アルガルベ杯でベールを脱いだ新生なでしこジャパン。2年後のカナダワールドカップ、3年後のブラジル五輪に向けて、若手に経験を積ませるという佐々木監督の狙いが話題を呼びました。澤、宮間らのベテラン組を外し、U-20代表から田中陽子、田中美南など初代表組を多く選出した新生なでしこ。今大会で注目の選手のプレースタイルに迫ります!
【中島 依美】なかじま・えみ
生年月日:1990年9月27日(22歳)
出身地:滋賀県
身長 体重:158cm 51kg
在籍チーム:INAC神戸レオネッサ
ポジション:FW、MF
背番号:19
プレースキックの精度は宮間にも匹敵する
中島依美の長所はキック精度の高さにあります。左右両足でプレースキックを蹴り分ける能力を持ち、速くて曲がるドライブ回転のかかったキックを得意とします。両足使いのプレースキッカーは宮間あやが代表的な存在ですが、中島の特筆すべき特徴はボールスピードの速さです。
特にコーナーキックのボールは速くて鋭く、ノルウェーやデンマーク代表の170cmを超える大型DFでも簡単に触れないスピード感がありました。パスワークのなかで出されるショートパスやロングパスはキックミスが少なく、正確に味方の足元に合わせる技術の高さを誇ります。
スピード溢れるドリブルで突破力にも優れる
パスワークの巧みさだけでなく、縦に速い突破も魅力の1つです。右サイドから中央にカットインするドリブルは鋭く、一瞬の切り返しでDFを置き去りにすると左右両足で高精度のミドルシュートを放ちます。オフザボールの動き出しも抜群で、サイドハーフでありながら右サイドから中央、中央から左へとポジションを移してラストパスを引き出します。

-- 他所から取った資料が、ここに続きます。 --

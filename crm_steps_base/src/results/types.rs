//! # Step and Scenario Result Types
//!
//! Outcomes produced by steps, the records creation steps emit, and the
//! serializable reports assembled from a scenario run.

use crate::types::common::{FieldValue, Record};
use chrono::{DateTime, Utc};
use serde::{Deserialize, Serialize};

/// Result kind of one step execution.
#[derive(Debug, Clone, Copy, PartialEq, Eq, Hash, Serialize, Deserialize)]
#[serde(rename_all = "lowercase")]
pub enum OutcomeKind {
    /// The assertion held or the action succeeded.
    Pass,
    /// The assertion did not hold.
    Fail,
    /// The assertion could not be evaluated.
    Error,
}

impl OutcomeKind {
    pub fn as_str(self) -> &'static str {
        match self {
            Self::Pass => "pass",
            Self::Fail => "fail",
            Self::Error => "error",
        }
    }
}

/// Tri-state step outcome carrying an unrendered message.
///
/// The template uses positional `%s` placeholders filled from `args` in order.
#[derive(Debug, Clone, PartialEq, Serialize, Deserialize)]
pub struct Outcome {
    pub kind: OutcomeKind,
    pub message_template: String,
    pub args: Vec<FieldValue>,
}

impl Outcome {
    pub fn new(kind: OutcomeKind, template: impl Into<String>, args: Vec<FieldValue>) -> Self {
        Self {
            kind,
            message_template: template.into(),
            args,
        }
    }

    pub fn pass(template: impl Into<String>, args: Vec<FieldValue>) -> Self {
        Self::new(OutcomeKind::Pass, template, args)
    }

    pub fn fail(template: impl Into<String>, args: Vec<FieldValue>) -> Self {
        Self::new(OutcomeKind::Fail, template, args)
    }

    pub fn error(template: impl Into<String>, args: Vec<FieldValue>) -> Self {
        Self::new(OutcomeKind::Error, template, args)
    }

    pub fn is_pass(&self) -> bool {
        self.kind == OutcomeKind::Pass
    }

    pub fn is_error(&self) -> bool {
        self.kind == OutcomeKind::Error
    }

    /// Substitute `args` into the template in order. Placeholders without a
    /// matching argument stay as `%s`; surplus arguments are ignored.
    pub fn render(&self) -> String {
        let mut rendered = String::with_capacity(self.message_template.len());
        let mut args = self.args.iter();
        let mut rest = self.message_template.as_str();

        while let Some(pos) = rest.find("%s") {
            rendered.push_str(&rest[..pos]);
            match args.next() {
                Some(arg) => rendered.push_str(&arg.to_string()),
                None => rendered.push_str("%s"),
            }
            rest = &rest[pos + 2..];
        }
        rendered.push_str(rest);
        rendered
    }
}

/// Shape of a step record.
#[derive(Debug, Clone, Copy, PartialEq, Eq, Serialize, Deserialize)]
#[serde(rename_all = "snake_case")]
pub enum RecordType {
    KeyValue,
}

/// Named snapshot of step output, usable by later steps.
#[derive(Debug, Clone, PartialEq, Serialize, Deserialize)]
pub struct StepRecord {
    pub id: String,
    pub name: String,
    pub record_type: RecordType,
    pub fields: Record,
}

impl StepRecord {
    pub fn key_value(id: impl Into<String>, name: impl Into<String>, fields: Record) -> Self {
        Self {
            id: id.into(),
            name: name.into(),
            record_type: RecordType::KeyValue,
            fields,
        }
    }

    /// The plain and position-qualified records a creation step emits, e.g.
    /// `lead` / "Created Lead" and `lead.3` / "Created Lead from Step 3".
    pub fn created_pair(id: &str, label: &str, fields: Record, step_order: usize) -> Vec<Self> {
        vec![
            Self::key_value(id, format!("Created {}", label), fields.clone()),
            Self::key_value(
                format!("{}.{}", id, step_order),
                format!("Created {} from Step {}", label, step_order),
                fields,
            ),
        ]
    }
}

/// What a step hands back: the outcome plus any records it produced.
#[derive(Debug, Clone, PartialEq, Serialize, Deserialize)]
pub struct StepResult {
    pub outcome: Outcome,
    #[serde(default, skip_serializing_if = "Vec::is_empty")]
    pub records: Vec<StepRecord>,
}

impl StepResult {
    pub fn new(outcome: Outcome) -> Self {
        Self {
            outcome,
            records: Vec::new(),
        }
    }

    pub fn with_records(mut self, records: Vec<StepRecord>) -> Self {
        self.records = records;
        self
    }
}

impl From<Outcome> for StepResult {
    fn from(outcome: Outcome) -> Self {
        Self::new(outcome)
    }
}

// ============================================================================
// Scenario reports
// ============================================================================

/// Status of a step within a scenario report.
#[derive(Debug, Clone, Copy, PartialEq, Eq, Hash, Serialize, Deserialize)]
#[serde(rename_all = "lowercase")]
pub enum StepStatus {
    Passed,
    Failed,
    Error,
    /// Not executed because an earlier step did not pass under fail-fast.
    Skipped,
}

impl From<OutcomeKind> for StepStatus {
    fn from(kind: OutcomeKind) -> Self {
        match kind {
            OutcomeKind::Pass => Self::Passed,
            OutcomeKind::Fail => Self::Failed,
            OutcomeKind::Error => Self::Error,
        }
    }
}

/// One step's entry in a scenario report.
#[derive(Debug, Clone, Serialize, Deserialize)]
pub struct StepReport {
    pub order: usize,
    pub step_id: String,
    pub status: StepStatus,
    pub message: String,
    #[serde(skip_serializing_if = "Option::is_none")]
    pub outcome: Option<Outcome>,
    #[serde(default, skip_serializing_if = "Vec::is_empty")]
    pub records: Vec<StepRecord>,
    pub duration_ms: u64,
}

/// Host execution context
#[derive(Debug, Clone, Serialize, Deserialize)]
pub struct HostContext {
    pub hostname: String,
    pub os_info: String,
}

impl HostContext {
    pub fn from_system() -> Self {
        Self {
            hostname: hostname::get()
                .unwrap_or_else(|_| std::ffi::OsString::from("unknown"))
                .to_string_lossy()
                .to_string(),
            os_info: format!("{} {}", std::env::consts::OS, std::env::consts::ARCH),
        }
    }
}

/// Run timing and origin.
#[derive(Debug, Clone, Serialize, Deserialize)]
pub struct RunMetadata {
    pub host: HostContext,
    pub started_at: DateTime<Utc>,
    pub finished_at: DateTime<Utc>,
}

impl RunMetadata {
    pub fn duration_seconds(&self) -> f64 {
        (self.finished_at - self.started_at).num_milliseconds() as f64 / 1000.0
    }
}

/// Per-status step counts.
#[derive(Debug, Clone, Default, PartialEq, Eq, Serialize, Deserialize)]
pub struct RunSummary {
    pub total: usize,
    pub passed: usize,
    pub failed: usize,
    pub errors: usize,
    pub skipped: usize,
}

impl RunSummary {
    pub fn pass_rate(&self) -> f64 {
        if self.total == 0 {
            0.0
        } else {
            (self.passed as f64 / self.total as f64) * 100.0
        }
    }

    /// Every step ran and passed. An empty scenario does not pass.
    pub fn all_passed(&self) -> bool {
        self.total > 0 && self.passed == self.total
    }
}

/// Complete result of one scenario run.
#[derive(Debug, Clone, Serialize, Deserialize)]
pub struct ScenarioReport {
    pub run_id: String,
    pub scenario: String,
    pub metadata: RunMetadata,
    pub steps: Vec<StepReport>,
    pub summary: RunSummary,
    pub passed: bool,
}

impl ScenarioReport {
    pub fn to_json(&self) -> Result<String, serde_json::Error> {
        serde_json::to_string_pretty(self)
    }

    pub fn from_json(json: &str) -> Result<Self, serde_json::Error> {
        serde_json::from_str(json)
    }

    /// One-line human summary, e.g. for console output.
    pub fn summary_line(&self) -> String {
        format!(
            "{} {}: {} passed, {} failed, {} errors, {} skipped ({:.1}%)",
            if self.passed { "PASS" } else { "FAIL" },
            self.scenario,
            self.summary.passed,
            self.summary.failed,
            self.summary.errors,
            self.summary.skipped,
            self.summary.pass_rate()
        )
    }
}

/// Reports from running several scenario files.
#[derive(Debug, Clone, Serialize, Deserialize)]
pub struct BatchReport {
    pub reports: Vec<ScenarioReport>,
    pub total_scenarios: usize,
    pub passed_scenarios: usize,
}

impl BatchReport {
    pub fn new(reports: Vec<ScenarioReport>) -> Self {
        let passed_scenarios = reports.iter().filter(|r| r.passed).count();
        Self {
            total_scenarios: reports.len(),
            passed_scenarios,
            reports,
        }
    }

    pub fn all_passed(&self) -> bool {
        self.passed_scenarios == self.total_scenarios
    }

    pub fn to_json(&self) -> Result<String, serde_json::Error> {
        serde_json::to_string_pretty(self)
    }
}

#[cfg(test)]
mod tests {
    use super::*;

    #[test]
    fn test_render_substitutes_in_order() {
        let outcome = Outcome::fail(
            "Expected %s field to be %s, but it was actually %s.",
            vec!["Amount".into(), 10i64.into(), 5000i64.into()],
        );
        assert_eq!(
            outcome.render(),
            "Expected Amount field to be 10, but it was actually 5000."
        );
    }

    #[test]
    fn test_render_leaves_unfilled_placeholders() {
        let outcome = Outcome::error("%s and %s", vec!["one".into()]);
        assert_eq!(outcome.render(), "one and %s");

        let outcome = Outcome::pass("The %s field was set, as expected.", vec!["A".into(), "B".into()]);
        assert_eq!(outcome.render(), "The A field was set, as expected.");
    }

    #[test]
    fn test_created_pair() {
        let records = StepRecord::created_pair(
            "lead",
            "Lead",
            Record::new().with_field("Id", "00Q1"),
            3,
        );
        assert_eq!(records[0].id, "lead");
        assert_eq!(records[0].name, "Created Lead");
        assert_eq!(records[1].id, "lead.3");
        assert_eq!(records[1].name, "Created Lead from Step 3");
        assert_eq!(records[1].fields.id(), Some("00Q1".to_string()));
    }

    #[test]
    fn test_outcome_serializes_kind_lowercase() {
        let json = serde_json::to_value(Outcome::pass("ok", vec![])).unwrap();
        assert_eq!(json["kind"], "pass");
    }

    #[test]
    fn test_summary_pass_rules() {
        let empty = RunSummary::default();
        assert!(!empty.all_passed());
        let summary = RunSummary {
            total: 2,
            passed: 2,
            ..Default::default()
        };
        assert!(summary.all_passed());
        assert_eq!(summary.pass_rate(), 100.0);
    }

    #[test]
    fn test_run_duration() {
        let started_at = Utc::now();
        let metadata = RunMetadata {
            host: HostContext::from_system(),
            started_at,
            finished_at: started_at + chrono::Duration::milliseconds(1500),
        };
        assert_eq!(metadata.duration_seconds(), 1.5);
    }
}
//! Assembles a `ScenarioReport` while a scenario runs.

use super::types::{
    HostContext, RunMetadata, RunSummary, ScenarioReport, StepReport, StepResult, StepStatus,
};
use chrono::{DateTime, Utc};
use std::time::Duration;

/// Collects step reports and produces the final scenario report.
pub struct ReportBuilder {
    run_id: String,
    scenario: String,
    started_at: DateTime<Utc>,
    steps: Vec<StepReport>,
}

impl ReportBuilder {
    pub fn new(scenario: impl Into<String>) -> Self {
        Self {
            run_id: uuid::Uuid::new_v4().to_string(),
            scenario: scenario.into(),
            started_at: Utc::now(),
            steps: Vec::new(),
        }
    }

    pub fn run_id(&self) -> &str {
        &self.run_id
    }

    pub fn add_step(&mut self, order: usize, step_id: &str, result: StepResult, elapsed: Duration) {
        self.steps.push(StepReport {
            order,
            step_id: step_id.to_string(),
            status: StepStatus::from(result.outcome.kind),
            message: result.outcome.render(),
            outcome: Some(result.outcome),
            records: result.records,
            duration_ms: elapsed.as_millis() as u64,
        });
    }

    pub fn add_skipped(&mut self, order: usize, step_id: &str) {
        self.steps.push(StepReport {
            order,
            step_id: step_id.to_string(),
            status: StepStatus::Skipped,
            message: String::from("Skipped after an earlier step did not pass"),
            outcome: None,
            records: Vec::new(),
            duration_ms: 0,
        });
    }

    pub fn finish(self) -> ScenarioReport {
        let summary = Self::generate_summary(&self.steps);
        ScenarioReport {
            run_id: self.run_id,
            scenario: self.scenario,
            metadata: RunMetadata {
                host: HostContext::from_system(),
                started_at: self.started_at,
                finished_at: Utc::now(),
            },
            passed: summary.all_passed(),
            steps: self.steps,
            summary,
        }
    }

    pub fn generate_summary(steps: &[StepReport]) -> RunSummary {
        let mut summary = RunSummary {
            total: steps.len(),
            ..Default::default()
        };
        for step in steps {
            match step.status {
                StepStatus::Passed => summary.passed += 1,
                StepStatus::Failed => summary.failed += 1,
                StepStatus::Error => summary.errors += 1,
                StepStatus::Skipped => summary.skipped += 1,
            }
        }
        summary
    }
}

#[cfg(test)]
mod tests {
    use super::*;
    use crate::results::types::Outcome;

    #[test]
    fn test_report_counts_and_overall_status() {
        let mut builder = ReportBuilder::new("lead checks");
        builder.add_step(
            1,
            "CreateLead",
            Outcome::pass("Successfully created Lead with ID %s", vec!["00Q1".into()]).into(),
            Duration::from_millis(4),
        );
        builder.add_step(
            2,
            "LeadFieldEquals",
            Outcome::fail("Expected %s field to be %s, but it was actually %s.", vec![
                "Status".into(),
                "Open".into(),
                "Closed".into(),
            ])
            .into(),
            Duration::from_millis(2),
        );
        builder.add_skipped(3, "DeleteLead");

        let report = builder.finish();
        assert_eq!(report.summary.total, 3);
        assert_eq!(report.summary.passed, 1);
        assert_eq!(report.summary.failed, 1);
        assert_eq!(report.summary.skipped, 1);
        assert!(!report.passed);
        assert_eq!(report.steps[0].message, "Successfully created Lead with ID 00Q1");
        assert_eq!(report.steps[2].status, StepStatus::Skipped);
        assert!(uuid::Uuid::parse_str(&report.run_id).is_ok());
    }

    #[test]
    fn test_report_json_round_trip() {
        let mut builder = ReportBuilder::new("single");
        builder.add_step(1, "S", Outcome::pass("ok", vec![]).into(), Duration::ZERO);
        let report = builder.finish();
        let parsed = ScenarioReport::from_json(&report.to_json().unwrap()).unwrap();
        assert_eq!(parsed.run_id, report.run_id);
        assert!(parsed.passed);
    }
}
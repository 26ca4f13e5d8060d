// src/strategies/errors.rs
//! Error types for the step registry and definition validation

/// Step definition validation errors
#[derive(Debug, Clone, PartialEq, thiserror::Error)]
pub enum DefinitionError {
    #[error("Step definition has an empty step id")]
    EmptyStepId,

    #[error("Expression for step '{step_id}' is not a valid pattern: {reason}")]
    InvalidExpression { step_id: String, reason: String },

    #[error("Capture group '{group}' in step '{step_id}' has no matching field definition")]
    UndeclaredCaptureGroup { step_id: String, group: String },

    #[error("Required field '{field}' of step '{step_id}' is not captured by its expression")]
    RequiredFieldNotCaptured { step_id: String, field: String },

    #[error("Operator token '{token}' in step '{step_id}' is not a registered operator")]
    UnknownOperatorToken { step_id: String, token: String },

    #[error("Field '{field}' is declared more than once in step '{step_id}'")]
    DuplicateField { step_id: String, field: String },
}

/// Step registry and management errors
#[derive(Debug, thiserror::Error)]
pub enum StrategyError {
    #[error("Unknown step: {0}")]
    UnknownStep(String),

    #[error("Step '{step_id}' is already registered")]
    DuplicateStep { step_id: String },

    #[error("Step definition error: {0}")]
    DefinitionError(#[from] DefinitionError),

    #[error("Step registration failed for '{step_id}': {reason}")]
    RegistrationFailed { step_id: String, reason: String },
}
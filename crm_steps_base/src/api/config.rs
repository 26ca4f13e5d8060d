//! # Runner Configuration
//!
//! Settings come from built-in defaults, an optional TOML file, and finally
//! `CRM_STEPS_*` environment variables, each layer overriding the previous.

use crate::execution::MissingFieldPolicy;
use crate::logging::{codes, Code, LogLevel};
use serde::{Deserialize, Serialize};
use std::env;
use std::path::{Path, PathBuf};

pub const ENV_FAIL_FAST: &str = "CRM_STEPS_FAIL_FAST";
pub const ENV_MISSING_FIELD_POLICY: &str = "CRM_STEPS_MISSING_FIELD_POLICY";
pub const ENV_LOG_LEVEL: &str = "CRM_STEPS_LOG_LEVEL";
pub const ENV_STRUCTURED_LOGGING: &str = "CRM_STEPS_STRUCTURED_LOGGING";
pub const ENV_MAX_JOBS: &str = "CRM_STEPS_MAX_JOBS";

#[derive(Debug, thiserror::Error)]
pub enum ConfigError {
    #[error("Failed to read config file '{path}': {source}")]
    Read {
        path: PathBuf,
        #[source]
        source: std::io::Error,
    },

    #[error("Invalid config file '{path}': {source}")]
    Parse {
        path: PathBuf,
        #[source]
        source: toml::de::Error,
    },

    #[error("Invalid value '{value}' for {key}: {reason}")]
    InvalidValue {
        key: String,
        value: String,
        reason: String,
    },
}

impl ConfigError {
    /// Log code reported when this error stops a run.
    pub fn code(&self) -> Code {
        match self {
            Self::Read { .. } | Self::Parse { .. } => codes::config::CONFIG_LOAD_FAILURE,
            Self::InvalidValue { .. } => codes::config::INVALID_CONFIG_VALUE,
        }
    }
}

/// Configuration for scenario runs
///
/// Controls how validation steps treat missing fields, whether a scenario
/// stops at its first non-passing step, and how logging is emitted.
#[derive(Debug, Clone, PartialEq, Serialize, Deserialize)]
#[serde(default, deny_unknown_fields)]
pub struct RunnerConfig {
    /// Outcome kind when a compared field is absent from the fetched record
    pub missing_field_policy: MissingFieldPolicy,

    /// Skip remaining steps after a step fails or errors
    pub fail_fast: bool,

    pub log_level: LogLevel,

    /// Emit JSON lines instead of plain text
    pub structured_logging: bool,

    /// Upper bound on scenarios run in parallel; `None` uses every core
    pub max_jobs: Option<usize>,
}

impl Default for RunnerConfig {
    fn default() -> Self {
        Self {
            missing_field_policy: MissingFieldPolicy::Error,
            fail_fast: true,
            log_level: LogLevel::Info,
            structured_logging: false,
            max_jobs: None,
        }
    }
}

impl RunnerConfig {
    pub fn new() -> Self {
        Self::default()
    }

    /// Read a TOML file, then apply environment overrides.
    pub fn load(path: &Path) -> Result<Self, ConfigError> {
        Self::read_file(path)?.apply_env_overrides()
    }

    fn read_file(path: &Path) -> Result<Self, ConfigError> {
        let content = std::fs::read_to_string(path).map_err(|source| ConfigError::Read {
            path: path.to_path_buf(),
            source,
        })?;
        Self::from_toml_str(&content).map_err(|source| ConfigError::Parse {
            path: path.to_path_buf(),
            source,
        })
    }

    /// Defaults plus environment overrides, for runs without a config file
    pub fn from_env() -> Result<Self, ConfigError> {
        Self::default().apply_env_overrides()
    }

    pub fn from_toml_str(content: &str) -> Result<Self, toml::de::Error> {
        toml::from_str(content)
    }

    pub fn apply_env_overrides(self) -> Result<Self, ConfigError> {
        self.apply_overrides(|key| env::var(key).ok())
    }

    /// Apply overrides from any key lookup. Unset keys leave values untouched.
    pub fn apply_overrides<F>(mut self, lookup: F) -> Result<Self, ConfigError>
    where
        F: Fn(&str) -> Option<String>,
    {
        if let Some(value) = lookup(ENV_FAIL_FAST) {
            self.fail_fast = parse_bool(ENV_FAIL_FAST, &value)?;
        }
        if let Some(value) = lookup(ENV_MISSING_FIELD_POLICY) {
            self.missing_field_policy =
                value
                    .parse()
                    .map_err(|reason| ConfigError::InvalidValue {
                        key: ENV_MISSING_FIELD_POLICY.to_string(),
                        value: value.clone(),
                        reason,
                    })?;
        }
        if let Some(value) = lookup(ENV_LOG_LEVEL) {
            self.log_level = value.parse().map_err(|reason| ConfigError::InvalidValue {
                key: ENV_LOG_LEVEL.to_string(),
                value: value.clone(),
                reason,
            })?;
        }
        if let Some(value) = lookup(ENV_STRUCTURED_LOGGING) {
            self.structured_logging = parse_bool(ENV_STRUCTURED_LOGGING, &value)?;
        }
        if let Some(value) = lookup(ENV_MAX_JOBS) {
            let jobs = value
                .trim()
                .parse::<usize>()
                .ok()
                .filter(|jobs| *jobs > 0)
                .ok_or_else(|| ConfigError::InvalidValue {
                    key: ENV_MAX_JOBS.to_string(),
                    value: value.clone(),
                    reason: "expected a positive integer".to_string(),
                })?;
            self.max_jobs = Some(jobs);
        }
        Ok(self)
    }

    pub fn with_missing_field_policy(mut self, policy: MissingFieldPolicy) -> Self {
        self.missing_field_policy = policy;
        self
    }

    pub fn with_fail_fast(mut self, fail_fast: bool) -> Self {
        self.fail_fast = fail_fast;
        self
    }

    pub fn with_log_level(mut self, level: LogLevel) -> Self {
        self.log_level = level;
        self
    }

    pub fn with_structured_logging(mut self, structured: bool) -> Self {
        self.structured_logging = structured;
        self
    }

    pub fn with_max_jobs(mut self, max_jobs: Option<usize>) -> Self {
        self.max_jobs = max_jobs.filter(|jobs| *jobs > 0);
        self
    }
}

fn parse_bool(key: &str, value: &str) -> Result<bool, ConfigError> {
    match value.trim().to_lowercase().as_str() {
        "1" | "true" | "yes" | "on" => Ok(true),
        "0" | "false" | "no" | "off" => Ok(false),
        _ => Err(ConfigError::InvalidValue {
            key: key.to_string(),
            value: value.to_string(),
            reason: "expected true or false".to_string(),
        }),
    }
}

#[cfg(test)]
mod tests {
    use super::*;
    use assert_matches::assert_matches;
    use std::collections::HashMap;
    use std::io::Write;

    #[test]
    fn test_defaults() {
        let config = RunnerConfig::default();
        assert_eq!(config.missing_field_policy, MissingFieldPolicy::Error);
        assert!(config.fail_fast);
        assert_eq!(config.log_level, LogLevel::Info);
        assert_eq!(config.max_jobs, None);
    }

    #[test]
    fn test_partial_toml_keeps_defaults() {
        let config = RunnerConfig::from_toml_str(
            "missing_field_policy = \"fail\"\nlog_level = \"debug\"\n",
        )
        .unwrap();
        assert_eq!(config.missing_field_policy, MissingFieldPolicy::Fail);
        assert_eq!(config.log_level, LogLevel::Debug);
        assert!(config.fail_fast);
    }

    #[test]
    fn test_unknown_key_rejected() {
        assert!(RunnerConfig::from_toml_str("fail_fats = false").is_err());
    }

    #[test]
    fn test_load_from_file() {
        let mut file = tempfile::NamedTempFile::new().unwrap();
        writeln!(file, "fail_fast = false\nmax_jobs = 4").unwrap();

        let config = RunnerConfig::read_file(file.path()).unwrap();
        assert!(!config.fail_fast);
        assert_eq!(config.max_jobs, Some(4));
    }

    #[test]
    fn test_load_missing_file() {
        let result = RunnerConfig::load(Path::new("/definitely/not/here.toml"));
        assert_matches!(result, Err(ConfigError::Read { .. }));
    }

    #[test]
    fn test_overrides_apply_in_order() {
        let vars: HashMap<&str, &str> = [
            (ENV_FAIL_FAST, "no"),
            (ENV_MISSING_FIELD_POLICY, "FAIL"),
            (ENV_STRUCTURED_LOGGING, "1"),
            (ENV_MAX_JOBS, "3"),
        ]
        .into_iter()
        .collect();

        let config = RunnerConfig::default()
            .apply_overrides(|key| vars.get(key).map(|v| v.to_string()))
            .unwrap();
        assert!(!config.fail_fast);
        assert_eq!(config.missing_field_policy, MissingFieldPolicy::Fail);
        assert!(config.structured_logging);
        assert_eq!(config.max_jobs, Some(3));
        assert_eq!(config.log_level, LogLevel::Info);
    }

    #[test]
    fn test_invalid_override_reports_key() {
        let result = RunnerConfig::default().apply_overrides(|key| {
            (key == ENV_MAX_JOBS).then(|| "zero".to_string())
        });
        assert_matches!(result, Err(ConfigError::InvalidValue { key, .. }) if key == ENV_MAX_JOBS);
    }

    #[test]
    fn test_error_codes() {
        let missing = RunnerConfig::load(Path::new("/definitely/not/here.toml")).unwrap_err();
        assert_eq!(missing.code(), codes::config::CONFIG_LOAD_FAILURE);

        let invalid = RunnerConfig::default()
            .apply_overrides(|key| (key == ENV_FAIL_FAST).then(|| "maybe".to_string()))
            .unwrap_err();
        assert_eq!(invalid.code(), codes::config::INVALID_CONFIG_VALUE);
    }
}
use std::path::PathBuf;

/// Errors raised at the CRM client boundary
#[derive(Debug, thiserror::Error)]
pub enum ClientError {
    #[error("No {object} found with {criteria}")]
    NotFound { object: String, criteria: String },

    #[error("Request to {object} failed: {reason}")]
    RequestFailed { object: String, reason: String },

    #[error("Invalid {object} record: {reason}")]
    InvalidRecord { object: String, reason: String },

    #[error("Failed to read fixtures '{path}': {source}")]
    FixtureRead {
        path: PathBuf,
        #[source]
        source: std::io::Error,
    },

    #[error("Invalid fixtures '{path}': {reason}")]
    FixtureFormat { path: PathBuf, reason: String },
}

impl ClientError {
    pub fn not_found(object: &str, criteria: impl Into<String>) -> Self {
        Self::NotFound {
            object: object.to_string(),
            criteria: criteria.into(),
        }
    }

    pub fn request_failed(object: &str, reason: impl Into<String>) -> Self {
        Self::RequestFailed {
            object: object.to_string(),
            reason: reason.into(),
        }
    }
}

デンマーク戦では右サイドから中央に流れてボールを受けると、ドリブルスピードを一気に上げてバイタルエリアに侵入。一瞬のスピードでDF2人を置き去りにすると、カバーリングに入った3人目のDFと競り合いながらミドルシュートに持ち込んだプレーは圧巻でした。
キープ力抜群の司令塔、豊富な運動量で守備力も高い
トラップ、パス、シュートなど基本技術が高く、簡単にボールを失わないキープ力を持ちます。ビルドアップ能力が高く、ワンタッチでリズムよくパスを配球してゲームを組み立てます。ロングパスでサイドを一変するなど、中盤をペースチェンジする力を身に付ければ非常に恐い司令塔に成長すると思われます。
無尽蔵とも思えるスタミナで前線から積極的にプレッシングをかける選手です。ときには最終ラインまで戻って守備に参加する献身的なプレーも持ち味です。パスワークの正確性、守備での貢献度を考えればボランチでの起用でも威力を発揮すると思います。
総括
中島依美はアルガルベ杯で最大の発見と言える選手の1人です。将来的には宮間や川澄など、攻撃的な中盤のキープレーヤーに成り得る素材だと思います。両足パスの正確性、クロス精度の高さ、守備力の高さを考えればボランチやサイドバックでの起用も視野に入れて欲しい選手です。今後の活躍に期待します!